Halfway through, Netz’s treatment of (briefly) worldly and (at length) heavenly mathematics forms a shorter book within the book, starting over chronologically and revisiting the story with different emphases. Where the ancient mathematics that most interests Netz was largely indifferent to the concerns of these middle chapters, they are necessary to explain the legacy of that mathematics from Late Antiquity into the Renaissance and even the steam-powered industrial revolution. These chapters also allow Netz to explore the Antikythera Mechanism, a remarkable device whose interpretation has challenged generations of historians of ancient science.

The hero of the story is Archimedes, who epitomised the provocative spirit of Greek mathematics in its heyday

His provocations are effective, even thrilling, regarding the times and places he knows best. His deep familiarity with the world of Archimedes in particular allows him to venture hypotheses that convey rewarding insights even when the claims are arguable.
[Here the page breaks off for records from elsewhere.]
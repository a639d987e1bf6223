//! Resource payloads exchanged with the backend
//!
//! The backend serializes SQL rows directly, so decimals may arrive as strings and
//! booleans as `0`/`1`. The field helpers at the bottom accept both.

use derive_more::Display;
use serde::{Deserialize, Serialize};

/// Job contract type
#[derive(Debug, Clone, Copy, PartialEq, Eq, Hash, Serialize, Deserialize, Display, Default)]
#[serde(rename_all = "kebab-case")]
pub enum JobType {
    #[display("Full-time")]
    FullTime,
    #[display("Part-time")]
    PartTime,
    #[display("Contract")]
    Contract,
    #[default]
    #[display("Freelance")]
    Freelance,
}

impl JobType {
    pub const ALL: [JobType; 4] = [
        JobType::FullTime,
        JobType::PartTime,
        JobType::Contract,
        JobType::Freelance,
    ];

    pub fn as_str(&self) -> &'static str {
        match self {
            JobType::FullTime => "full-time",
            JobType::PartTime => "part-time",
            JobType::Contract => "contract",
            JobType::Freelance => "freelance",
        }
    }
}

impl std::str::FromStr for JobType {
    type Err = String;

    fn from_str(s: &str) -> Result<Self, Self::Err> {
        Self::ALL
            .into_iter()
            .find(|kind| kind.as_str() == s)
            .ok_or_else(|| format!("Invalid job type: {}", s))
    }
}

/// Seniority asked for by a job
#[derive(Debug, Clone, Copy, PartialEq, Eq, Hash, Serialize, Deserialize, Display)]
#[serde(rename_all = "lowercase")]
pub enum ExperienceLevel {
    #[display("Junior")]
    Junior,
    #[display("Mid-level")]
    Mid,
    #[display("Senior")]
    Senior,
}

impl ExperienceLevel {
    pub const ALL: [ExperienceLevel; 3] = [
        ExperienceLevel::Junior,
        ExperienceLevel::Mid,
        ExperienceLevel::Senior,
    ];

    pub fn as_str(&self) -> &'static str {
        match self {
            ExperienceLevel::Junior => "junior",
            ExperienceLevel::Mid => "mid",
            ExperienceLevel::Senior => "senior",
        }
    }
}

impl std::str::FromStr for ExperienceLevel {
    type Err = String;

    fn from_str(s: &str) -> Result<Self, Self::Err> {
        Self::ALL
            .into_iter()
            .find(|level| level.as_str() == s)
            .ok_or_else(|| format!("Invalid experience level: {}", s))
    }
}

/// Application review state
#[derive(Debug, Clone, Copy, PartialEq, Eq, Hash, Serialize, Deserialize, Display)]
#[serde(rename_all = "lowercase")]
pub enum ApplicationStatus {
    #[display("Applied")]
    Applied,
    #[display("Reviewed")]
    Reviewed,
    #[display("Shortlisted")]
    Shortlisted,
    #[display("Accepted")]
    Accepted,
    #[display("Rejected")]
    Rejected,
}

impl ApplicationStatus {
    pub const ALL: [ApplicationStatus; 5] = [
        ApplicationStatus::Applied,
        ApplicationStatus::Reviewed,
        ApplicationStatus::Shortlisted,
        ApplicationStatus::Accepted,
        ApplicationStatus::Rejected,
    ];

    /// Statuses a recruiter may move an application to
    pub const REVIEW_OUTCOMES: [ApplicationStatus; 4] = [
        ApplicationStatus::Reviewed,
        ApplicationStatus::Shortlisted,
        ApplicationStatus::Accepted,
        ApplicationStatus::Rejected,
    ];

    pub fn as_str(&self) -> &'static str {
        match self {
            ApplicationStatus::Applied => "applied",
            ApplicationStatus::Reviewed => "reviewed",
            ApplicationStatus::Shortlisted => "shortlisted",
            ApplicationStatus::Accepted => "accepted",
            ApplicationStatus::Rejected => "rejected",
        }
    }

    pub fn is_pending(&self) -> bool {
        matches!(self, ApplicationStatus::Applied)
    }

    /// Whether a recruiter may set this status
    pub fn is_review_outcome(&self) -> bool {
        Self::REVIEW_OUTCOMES.contains(self)
    }
}

impl std::str::FromStr for ApplicationStatus {
    type Err = String;

    fn from_str(s: &str) -> Result<Self, Self::Err> {
        Self::ALL
            .into_iter()
            .find(|status| status.as_str() == s)
            .ok_or_else(|| format!("Invalid application status: {}", s))
    }
}

/// Notification category
#[derive(Debug, Clone, Copy, PartialEq, Eq, Hash, Serialize, Deserialize, Display, Default)]
#[serde(rename_all = "lowercase")]
pub enum NotificationKind {
    #[display("Application")]
    Application,
    #[display("Job")]
    Job,
    #[display("Profile")]
    Profile,
    #[default]
    #[display("System")]
    System,
}

/// A job posting
#[derive(Debug, Clone, PartialEq, Serialize, Deserialize)]
pub struct Job {
    pub id: i64,
    pub title: String,
    #[serde(default)]
    pub description: String,
    #[serde(default, deserialize_with = "lenient::decimal")]
    pub pay_per_hour: f64,
    pub experience_level: ExperienceLevel,
    #[serde(default)]
    pub job_type: JobType,
    #[serde(default)]
    pub location: Option<String>,
    #[serde(default, deserialize_with = "lenient::flag")]
    pub is_remote: bool,
    #[serde(default, deserialize_with = "lenient::flag")]
    pub is_active: bool,
    #[serde(default)]
    pub requirements: Option<String>,
    #[serde(default)]
    pub responsibilities: Option<String>,
    #[serde(default)]
    pub benefits: Option<String>,
    #[serde(default)]
    pub application_deadline: Option<String>,
    #[serde(default)]
    pub company_name: Option<String>,
    #[serde(default)]
    pub recruiter_name: Option<String>,
    #[serde(default)]
    pub required_skills: Vec<String>,
    #[serde(default)]
    pub tech_stack: Vec<String>,
    #[serde(default)]
    pub total_applications: Option<u32>,
    #[serde(default)]
    pub created_at: Option<String>,
}

impl Job {
    /// "$45.00/hr"
    pub fn pay_label(&self) -> String {
        format!("${:.2}/hr", self.pay_per_hour)
    }
}

/// A freelancer's application to a job
#[derive(Debug, Clone, PartialEq, Serialize, Deserialize)]
pub struct Application {
    pub id: i64,
    pub job_id: i64,
    pub status: ApplicationStatus,
    #[serde(default)]
    pub cover_letter: Option<String>,
    #[serde(default, deserialize_with = "lenient::optional_decimal")]
    pub proposed_rate: Option<f64>,
    #[serde(default)]
    pub availability_date: Option<String>,
    #[serde(default)]
    pub recruiter_notes: Option<String>,
    #[serde(default)]
    pub applied_at: Option<String>,
    /// Job title, present on the freelancer's listing
    #[serde(default)]
    pub title: Option<String>,
    #[serde(default)]
    pub company_name: Option<String>,
    /// Applicant details, present on the recruiter's listing
    #[serde(default)]
    pub freelancer_name: Option<String>,
    #[serde(default)]
    pub freelancer_email: Option<String>,
    #[serde(default)]
    pub skills: Vec<String>,
}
His virtuosity with limited and indirect evidence of the ancient Greeks is based on a profound expertise that regrettably does not extend to other ancient worlds or to modern history, with its very different sources and methods of interpretation. It is deeply questionable, for example, to use modern ‘simple societies’ and ‘underprivileged students’ as proxies for ancient cultures that did not leave written mathematics, especially in the haphazard way Netz invokes them.

He is exactly right to emphasise that efforts to understand ancient Greek mathematics were vital to early modern science, a fact that left a lasting mark on the interpretive challenges he lucidly presents regarding ancient Greek sources. But his conclusion extends this essential point to an almost flippant hypothesis about the Greek origins of the scientific and industrial revolutions, premised on a view of monolithic achievements of distinct ‘civilisations’ that Netz’s own analysis of the interconnections and heterogeneity of the ancient world so clearly undermines.

Rather, the unequivocal legacy of ancient Greek mathematics that shines brightly in the book is the perennial importance of trying to empathise with those from radically different worlds. This was as true for the generations of ancient Mediterranean authors who struggled ingeniously to make sense of each other as it has been for the later scholars who helped make the modern world in part by trying to reimagine a very peculiar ancient one. New histories of Greek mathematics are vital beyond such specialist enclaves as Stanford’s classics department because the challenge of putting oneself in another’s mind is always being renewed, from one generation to the next.